Marta Sanchez guided the event, which kicked off with a round of introductions, after which the delegations split into working groups to exchange experiences and articulate a list of concrete actions to advance their work. On the final day of the Summit, all of the regional delegations reunited to summarize the conclusions from each of the three working groups, calling for the consolidation and strengthening of the worldwide efforts to locate missing migrants and those who have been forcibly disappeared, and a proposal for an online platform to coordinate these efforts.

“Vivos los llevaron y vivos los queremos.” (“They were taken alive and we want them back alive.”)– a Caravan chant

To finalize the Summit, the delegations together drafted a manifesto that calls on the international community and their respective governments to pay attention to their plight and to prevent more disappearances.

“Migrar es un Derecho.

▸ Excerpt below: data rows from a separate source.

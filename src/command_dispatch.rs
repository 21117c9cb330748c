//! Purpose: Hold top-level CLI command dispatch for `ratewire`.
//! Exports: `dispatch_command`.
//! Role: Keep `main.rs` focused on parse/bootstrap and delegate command execution.
//! Invariants: Only `serve`, `export`, and `ingest` start a runtime; `csv` stays offline.

use super::*;

pub(super) fn dispatch_command(command: Command) -> Result<RunOutcome, Error> {
    match command {
        Command::Serve { bind, source } => {
            let config = serve::ServeConfig {
                bind: parse_bind(&bind)?,
                source: SourceConfig::from(source),
            };
            config.source.validate()?;
            let runtime = build_runtime()?;
            runtime.block_on(serve::serve(config))?;
            Ok(RunOutcome::ok())
        }
        Command::Export {
            target,
            format,
            source,
        } => {
            let config = SourceConfig::from(source);
            config.validate()?;
            init_tracing();
            let format = OutputFormat::from(format);
            let runtime = build_runtime()?;
            let rendered = runtime.block_on(async {
                let source = config.open()?;
                let result = match target {
                    ExportTarget::All => source
                        .fetch_pair()
                        .await
                        .and_then(|(fx, interest)| render_combined(format, &fx, &interest)),
                    ExportTarget::Fx => source
                        .fetch(Dataset::FxRates)
                        .await
                        .and_then(|records| render_dataset(format, &records)),
                    ExportTarget::Interest => source
                        .fetch(Dataset::InterestRates)
                        .await
                        .and_then(|records| render_dataset(format, &records)),
                };
                source.close().await;
                result
            })?;
            emit_document(&rendered.body)?;
            Ok(RunOutcome::ok())
        }
        Command::Csv { file } => {
            let input = read_input(file.as_ref())?;
            let value: Value = serde_json::from_str(&input).map_err(|err| {
                Error::new(ErrorKind::Usage)
                    .with_message("input is not valid JSON")
                    .with_hint("Provide a JSON array of objects, e.g. [{\"date\":\"2024-01-02\"}].")
                    .with_source(err)
            })?;
            let records = records_from_json(value)?;
            emit_document(&encode(&records))?;
            Ok(RunOutcome::ok())
        }
        Command::Ingest {
            database_url,
            fred_api_key,
            start,
            views,
            fred_url,
            timeout_ms,
        } => {
            let config = ingest::IngestConfig {
                database_url: database_url.unwrap_or_default(),
                api_key: fred_api_key.unwrap_or_default(),
                start,
                views,
                fred_url,
                timeout: Duration::from_millis(timeout_ms),
            };
            init_tracing();
            let runtime = build_runtime()?;
            let outcome = runtime.block_on(ingest::ingest(config))?;
            emit_json(json!({
                "ingest": {
                    "raw_fred_rates": outcome.interest_rows,
                    "raw_fx_rates": outcome.fx_rows,
                    "skipped_series": outcome.skipped_series,
                    "views": {
                        "applied": outcome.views_applied,
                        "failed": outcome.views_failed,
                    },
                }
            }));
            Ok(RunOutcome::ok())
        }
    }
}
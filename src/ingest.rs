//! Purpose: Refresh the raw rate tables from FRED observation series.
//! Exports: `IngestConfig`, `IngestOutcome`, `ingest`, and the pure row transforms.
//! Role: Batch job behind `ratewire ingest`; the fact views read what it writes.
//! Invariants: A failing series is skipped; a group with no usable series fails the run.
//! Invariants: Each raw table is replaced inside one transaction.
//! Invariants: FX rows carry USD per one unit of the foreign currency and are always > 0.
//! Notes: FRED calls are blocking (`ureq`) and run on the blocking pool.

use std::path::{Path, PathBuf};
use std::time::Duration;

use ratewire::api::{Error, ErrorKind, sqlx_error};
use serde::Deserialize;
use sqlx::postgres::{PgPool, PgPoolOptions};
use sqlx::{Postgres, QueryBuilder};
use time::Date;
use time::macros::format_description;

pub const FRED_OBSERVATIONS_URL: &str = "https://api.stlouisfed.org/fred/series/observations";

/// Postgres caps bind parameters at 65535 per statement.
const INSERT_BATCH_ROWS: usize = 1000;

pub const INTEREST_SERIES: &[(&str, &str)] = &[
    ("DGS10", "10-Year Treasury Constant Maturity Rate"),
    ("DGS5", "5-Year Treasury Constant Maturity Rate"),
    ("DGS2", "2-Year Treasury Constant Maturity Rate"),
    ("DGS30", "30-Year Treasury Constant Maturity Rate"),
    ("DFF", "Federal Funds Effective Rate"),
    ("DEXUSEU", "U.S. / Euro Foreign Exchange Rate"),
];

#[derive(Clone, Copy, Debug, Eq, PartialEq)]
pub struct FxSeries {
    pub series_id: &'static str,
    pub currency: &'static str,
    /// Quoted as foreign units per USD; stored as its reciprocal.
    pub per_usd: bool,
}

impl FxSeries {
    const fn new(series_id: &'static str, currency: &'static str, per_usd: bool) -> Self {
        Self {
            series_id,
            currency,
            per_usd,
        }
    }
}

pub const FX_SERIES: &[FxSeries] = &[
    FxSeries::new("DEXUSEU", "EUR", false),
    FxSeries::new("DEXUSUK", "GBP", false),
    FxSeries::new("DEXJPUS", "JPY", true),
    FxSeries::new("DEXCAUS", "CAD", true),
    FxSeries::new("DEXUSAL", "AUD", false),
    FxSeries::new("DEXSZUS", "CHF", true),
    FxSeries::new("DEXCHUS", "CNY", true),
    FxSeries::new("DEXINUS", "INR", true),
];

#[derive(Clone, Debug)]
pub struct IngestConfig {
    pub database_url: String,
    pub api_key: String,
    pub start: Date,
    pub views: Option<PathBuf>,
    pub fred_url: String,
    pub timeout: Duration,
}

#[derive(Clone, Debug, Default)]
pub struct IngestOutcome {
    pub interest_rows: usize,
    pub fx_rows: usize,
    pub skipped_series: Vec<String>,
    pub views_applied: usize,
    pub views_failed: usize,
}

#[derive(Clone, Copy, Debug, PartialEq)]
pub struct Observation {
    pub date: Date,
    pub value: Option<f64>,
}

#[derive(Clone, Debug, PartialEq)]
pub struct InterestRow {
    pub date: Date,
    pub series_id: &'static str,
    pub series_name: &'static str,
    pub rate: Option<f64>,
}

#[derive(Clone, Debug, PartialEq)]
pub struct FxRow {
    pub date: Date,
    pub currency: &'static str,
    pub rate_to_usd: f64,
}

#[derive(Debug, Deserialize)]
struct ObservationsResponse {
    observations: Vec<RawObservation>,
}

#[derive(Debug, Deserialize)]
struct RawObservation {
    date: String,
    value: String,
}

#[derive(Debug, Deserialize)]
struct FredErrorBody {
    error_message: String,
}

pub fn parse_date(value: &str) -> Result<Date, Error> {
    Date::parse(value, format_description!("[year]-[month]-[day]")).map_err(|err| {
        Error::new(ErrorKind::Usage)
            .with_message(format!("invalid date '{value}'"))
            .with_hint("Use YYYY-MM-DD.")
            .with_source(err)
    })
}

/// FRED marks missing observations with `"."`.
pub fn parse_observations(body: &str) -> Result<Vec<Observation>, Error> {
    let response: ObservationsResponse = serde_json::from_str(body).map_err(|err| {
        Error::new(ErrorKind::Internal)
            .with_message("unexpected FRED response shape")
            .with_source(err)
    })?;
    response
        .observations
        .into_iter()
        .map(|raw| {
            let date = parse_date(&raw.date)?;
            let value = raw.value.trim().parse::<f64>().ok();
            Ok(Observation { date, value })
        })
        .collect()
}

pub fn interest_rows(
    series_id: &'static str,
    series_name: &'static str,
    observations: &[Observation],
) -> Vec<InterestRow> {
    observations
        .iter()
        .map(|observation| InterestRow {
            date: observation.date,
            series_id,
            series_name,
            rate: observation.value.filter(|value| value.is_finite()),
        })
        .collect()
}

pub fn fx_rows(series: &FxSeries, observations: &[Observation]) -> Vec<FxRow> {
    observations
        .iter()
        .filter_map(|observation| {
            let raw = observation.value?;
            let rate_to_usd = if series.per_usd { 1.0 / raw } else { raw };
            (rate_to_usd.is_finite() && rate_to_usd > 0.0).then_some(FxRow {
                date: observation.date,
                currency: series.currency,
                rate_to_usd,
            })
        })
        .collect()
}

/// Statements from a views file; blank and comment-led statements are dropped.
pub fn split_statements(sql: &str) -> Vec<&str> {
    sql.split(';')
        .map(str::trim)
        .filter(|statement| !statement.is_empty() && !statement.starts_with("--"))
        .collect()
}

pub fn observations_url(config: &IngestConfig, series_id: &str) -> Result<url::Url, Error> {
    let start = config.start.to_string();
    url::Url::parse_with_params(
        &config.fred_url,
        &[
            ("series_id", series_id),
            ("api_key", config.api_key.as_str()),
            ("file_type", "json"),
            ("observation_start", start.as_str()),
        ],
    )
    .map_err(|err| {
        Error::new(ErrorKind::Usage)
            .with_message(format!("invalid FRED url '{}'", config.fred_url))
            .with_source(err)
    })
}

fn fetch_series(
    agent: &ureq::Agent,
    config: &IngestConfig,
    series_id: &str,
) -> Result<Vec<Observation>, Error> {
    let url = observations_url(config, series_id)?;
    let response = agent.request_url("GET", &url).call().map_err(|err| match err {
        ureq::Error::Status(status, response) => {
            let detail = response
                .into_string()
                .ok()
                .and_then(|body| serde_json::from_str::<FredErrorBody>(&body).ok())
                .map(|body| body.error_message)
                .unwrap_or_else(|| "no detail".to_string());
            Error::new(ErrorKind::Query)
                .with_message(format!("FRED returned HTTP {status} for {series_id}: {detail}"))
        }
        // Transport errors embed the request URL, api_key included; keep only the kind.
        ureq::Error::Transport(transport) => Error::new(ErrorKind::Unavailable).with_message(
            format!("failed to reach FRED for {series_id}: {}", transport.kind()),
        ),
    })?;
    let body = response.into_string().map_err(|err| {
        Error::new(ErrorKind::Io)
            .with_message(format!("failed to read FRED response for {series_id}"))
            .with_source(err)
    })?;
    parse_observations(&body)
}

struct Fetched {
    interest: Vec<InterestRow>,
    fx: Vec<FxRow>,
    skipped: Vec<String>,
}

fn fetch_all(config: &IngestConfig) -> Result<Fetched, Error> {
    let agent = ureq::AgentBuilder::new().timeout(config.timeout).build();
    let mut skipped = Vec::new();

    let mut interest = Vec::new();
    let mut interest_ok = 0usize;
    for &(series_id, series_name) in INTEREST_SERIES {
        match fetch_series(&agent, config, series_id) {
            Ok(observations) if !observations.is_empty() => {
                let rows = interest_rows(series_id, series_name, &observations);
                tracing::info!(series = series_id, rows = rows.len(), "fetched interest series");
                interest.extend(rows);
                interest_ok += 1;
            }
            Ok(_) => {
                tracing::warn!(series = series_id, "no observations");
                skipped.push(series_id.to_string());
            }
            Err(err) => {
                tracing::warn!(series = series_id, error = %err, "failed to fetch series");
                skipped.push(series_id.to_string());
            }
        }
    }
    if interest_ok == 0 {
        return Err(Error::new(ErrorKind::Unavailable)
            .with_message("no FRED data was successfully fetched")
            .with_hint("Check FRED_API_KEY and network access to api.stlouisfed.org."));
    }

    let mut fx = Vec::new();
    for series in FX_SERIES {
        match fetch_series(&agent, config, series.series_id) {
            Ok(observations) => {
                let rows = fx_rows(series, &observations);
                if rows.is_empty() {
                    tracing::warn!(series = series.series_id, "no valid FX observations");
                    skipped.push(series.series_id.to_string());
                } else {
                    tracing::info!(
                        series = series.series_id,
                        currency = series.currency,
                        rows = rows.len(),
                        "fetched FX series"
                    );
                    fx.extend(rows);
                }
            }
            Err(err) => {
                tracing::warn!(series = series.series_id, error = %err, "failed to fetch series");
                skipped.push(series.series_id.to_string());
            }
        }
    }
    if fx.is_empty() {
        return Err(Error::new(ErrorKind::Unavailable)
            .with_message("no FX data was successfully fetched")
            .with_hint("Check FRED_API_KEY and network access to api.stlouisfed.org."));
    }

    Ok(Fetched {
        interest,
        fx,
        skipped,
    })
}

const CREATE_TABLES: [&str; 2] = [
    "CREATE TABLE IF NOT EXISTS raw_fred_rates (
        date DATE NOT NULL,
        series_id VARCHAR(20) NOT NULL,
        series_name VARCHAR(200),
        rate NUMERIC(10, 4),
        PRIMARY KEY (date, series_id)
    )",
    "CREATE TABLE IF NOT EXISTS raw_fx_rates (
        date DATE NOT NULL,
        currency VARCHAR(10) NOT NULL,
        rate_to_usd NUMERIC(15, 6),
        PRIMARY KEY (date, currency)
    )",
];

async fn create_tables(pool: &PgPool) -> Result<(), Error> {
    for statement in CREATE_TABLES {
        sqlx::query(statement)
            .execute(pool)
            .await
            .map_err(|err| sqlx_error(err, "failed to create raw tables"))?;
    }
    tracing::info!("raw tables created or verified");
    Ok(())
}

async fn replace_interest(pool: &PgPool, rows: &[InterestRow]) -> Result<(), Error> {
    let mut tx = pool
        .begin()
        .await
        .map_err(|err| sqlx_error(err, "failed to start transaction"))?;
    sqlx::query("DELETE FROM raw_fred_rates")
        .execute(&mut *tx)
        .await
        .map_err(|err| sqlx_error(err, "failed to clear raw_fred_rates"))?;
    for chunk in rows.chunks(INSERT_BATCH_ROWS) {
        let mut builder: QueryBuilder<Postgres> =
            QueryBuilder::new("INSERT INTO raw_fred_rates (date, series_id, series_name, rate) ");
        builder.push_values(chunk, |mut row_builder, row| {
            row_builder
                .push_bind(row.date)
                .push_bind(row.series_id)
                .push_bind(row.series_name)
                .push_bind(row.rate);
        });
        builder
            .build()
            .execute(&mut *tx)
            .await
            .map_err(|err| sqlx_error(err, "failed to write raw_fred_rates"))?;
    }
    tx.commit()
        .await
        .map_err(|err| sqlx_error(err, "failed to commit raw_fred_rates"))?;
    tracing::info!(rows = rows.len(), table = "raw_fred_rates", "wrote rows");
    Ok(())
}

async fn replace_fx(pool: &PgPool, rows: &[FxRow]) -> Result<(), Error> {
    let mut tx = pool
        .begin()
        .await
        .map_err(|err| sqlx_error(err, "failed to start transaction"))?;
    sqlx::query("DELETE FROM raw_fx_rates")
        .execute(&mut *tx)
        .await
        .map_err(|err| sqlx_error(err, "failed to clear raw_fx_rates"))?;
    for chunk in rows.chunks(INSERT_BATCH_ROWS) {
        let mut builder: QueryBuilder<Postgres> =
            QueryBuilder::new("INSERT INTO raw_fx_rates (date, currency, rate_to_usd) ");
        builder.push_values(chunk, |mut row_builder, row| {
            row_builder
                .push_bind(row.date)
                .push_bind(row.currency)
                .push_bind(row.rate_to_usd);
        });
        builder
            .build()
            .execute(&mut *tx)
            .await
            .map_err(|err| sqlx_error(err, "failed to write raw_fx_rates"))?;
    }
    tx.commit()
        .await
        .map_err(|err| sqlx_error(err, "failed to commit raw_fx_rates"))?;
    tracing::info!(rows = rows.len(), table = "raw_fx_rates", "wrote rows");
    Ok(())
}

/// Returns `(applied, failed)`; a failing statement does not stop the rest.
async fn apply_views(pool: &PgPool, path: &Path) -> Result<(usize, usize), Error> {
    let sql = std::fs::read_to_string(path).map_err(|err| {
        Error::new(ErrorKind::Io)
            .with_message(format!("failed to read views file {}", path.display()))
            .with_source(err)
    })?;
    let mut applied = 0;
    let mut failed = 0;
    for statement in split_statements(&sql) {
        match sqlx::query(statement).execute(pool).await {
            Ok(_) => applied += 1,
            Err(err) => {
                tracing::warn!(error = %err, "failed to apply view statement");
                failed += 1;
            }
        }
    }
    tracing::info!(applied, failed, "views applied");
    Ok((applied, failed))
}

pub async fn ingest(config: IngestConfig) -> Result<IngestOutcome, Error> {
    if config.api_key.trim().is_empty() {
        return Err(Error::new(ErrorKind::Usage)
            .with_message("FRED_API_KEY not configured")
            .with_hint("Set FRED_API_KEY or pass --fred-api-key."));
    }
    if config.database_url.trim().is_empty() {
        return Err(Error::new(ErrorKind::Usage)
            .with_message("POSTGRES_URL not configured")
            .with_hint("Set POSTGRES_URL or pass --database-url."));
    }

    let pool = PgPoolOptions::new()
        .max_connections(2)
        .acquire_timeout(Duration::from_secs(30))
        .connect(&config.database_url)
        .await
        .map_err(|err| sqlx_error(err, "failed to connect to Postgres"))?;
    create_tables(&pool).await?;

    let fetch_config = config.clone();
    let fetched = tokio::task::spawn_blocking(move || fetch_all(&fetch_config))
        .await
        .map_err(|err| {
            Error::new(ErrorKind::Internal)
                .with_message("FRED fetch task failed")
                .with_source(err)
        })??;

    replace_interest(&pool, &fetched.interest).await?;
    replace_fx(&pool, &fetched.fx).await?;

    let (views_applied, views_failed) = match &config.views {
        Some(path) => apply_views(&pool, path).await?,
        None => (0, 0),
    };
    pool.close().await;

    Ok(IngestOutcome {
        interest_rows: fetched.interest.len(),
        fx_rows: fetched.fx.len(),
        skipped_series: fetched.skipped,
        views_applied,
        views_failed,
    })
}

No migrar también lo es.” (“To migrate is a right. To not migrate also is.”) – Manifesto of Mothers to the World

In the manifesto, accessible via this link in Spanish, the mothers and their allies express solidarity with one another and with families of missing and disappeared migrants. The delegations call for both government response and better policies. The manifesto addresses government, the international community, and local civil society – appealing for a trifecta of cooperation. Specifically, the manifesto calls for:

A stop to the separation of families because it is an inhumane and degrading practice. Family separation occurs both in detention centers and as a byproduct of forced migration;
That States assume their responsibility to respect the law and guarantee human rights. Their territories have become large graves and the Mothers oppose the normalization of this violence;
That migrants be guaranteed unrestrained passage, under safe conditions, and to mothers, family members and their allies who are looking for missing relatives in the territories where they may be found;
A right to truth and establishment of the facts.
“Nada puede parar a una madre que busca a su hijo o a su hija.” (“Nothing can stop a mother who is searching for her son or daughter.”) – a mother at the Summit

What’s next?

“Ninguna persona es ilegal” (“No person is illegal”)

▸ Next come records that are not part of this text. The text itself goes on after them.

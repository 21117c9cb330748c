use std::error::Error as StdError;
use std::fmt;

#[derive(Clone, Copy, Debug, Eq, PartialEq)]
pub enum ErrorKind {
    Internal,
    Usage,
    NotFound,
    Unavailable,
    Query,
    Io,
}

#[derive(Debug)]
pub struct Error {
    kind: ErrorKind,
    message: Option<String>,
    hint: Option<String>,
    dataset: Option<String>,
    source: Option<Box<dyn StdError + Send + Sync>>,
}

impl Error {
    pub fn new(kind: ErrorKind) -> Self {
        Self {
            kind,
            message: None,
            hint: None,
            dataset: None,
            source: None,
        }
    }

    pub fn kind(&self) -> ErrorKind {
        self.kind
    }

    pub fn message(&self) -> Option<&str> {
        self.message.as_deref()
    }

    pub fn hint(&self) -> Option<&str> {
        self.hint.as_deref()
    }

    pub fn dataset(&self) -> Option<&str> {
        self.dataset.as_deref()
    }

    pub fn with_message(mut self, message: impl Into<String>) -> Self {
        self.message = Some(message.into());
        self
    }

    pub fn with_hint(mut self, hint: impl Into<String>) -> Self {
        self.hint = Some(hint.into());
        self
    }

    pub fn with_dataset(mut self, dataset: impl Into<String>) -> Self {
        self.dataset = Some(dataset.into());
        self
    }

    pub fn with_source(mut self, source: impl StdError + Send + Sync + 'static) -> Self {
        self.source = Some(Box::new(source));
        self
    }
}

impl fmt::Display for Error {
    fn fmt(&self, f: &mut fmt::Formatter<'_>) -> fmt::Result {
        write!(f, "{:?}", self.kind)?;
        if let Some(message) = &self.message {
            write!(f, ": {message}")?;
        }
        if let Some(dataset) = &self.dataset {
            write!(f, " (dataset: {dataset})")?;
        }
        Ok(())
    }
}

impl StdError for Error {
    fn source(&self) -> Option<&(dyn StdError + 'static)> {
        self.source
            .as_ref()
            .map(|source| source.as_ref() as &(dyn StdError + 'static))
    }
}

pub fn to_exit_code(kind: ErrorKind) -> i32 {
    match kind {
        ErrorKind::Internal => 1,
        ErrorKind::Usage => 2,
        ErrorKind::NotFound => 3,
        ErrorKind::Unavailable => 4,
        ErrorKind::Query => 5,
        ErrorKind::Io => 6,
    }
}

I left the Summit at once feeling inspired and invigorated by the conversations and the work realized at the event and overwhelmed with the long way we have to go. Migration will not end – so long as there are conflicts, violations of human rights, famine, migration will endure. We are witnessing the highest levels of displacement on record, with 65.6 million people forced from home by conflict and persecution by the end of 2016.

Government responses have been inadequate. I am heartened to see civil society stepping in to fill the gap and provide support to some of the most vulnerable among us, and deeply saddened by the fact that there are mothers all over the world looking for their missing children – mothers who ask their government for help and are met with indifference. These women have taken matters into their own hands. They have found each other, organized and begun making noise. The question is: when will government listen?

In the meantime, what we can all do is work to hold our governments accountable while supporting the efforts of civil society organizations like Movimiento Migrante Mesoamericano and important spaces for learning and dialogue such as the Summit.

* “Caravan of Mothers” is a bit of a misnomer, as it also includes sisters, wives, and occasionally fathers and brothers searching for their missing siblings and spouses.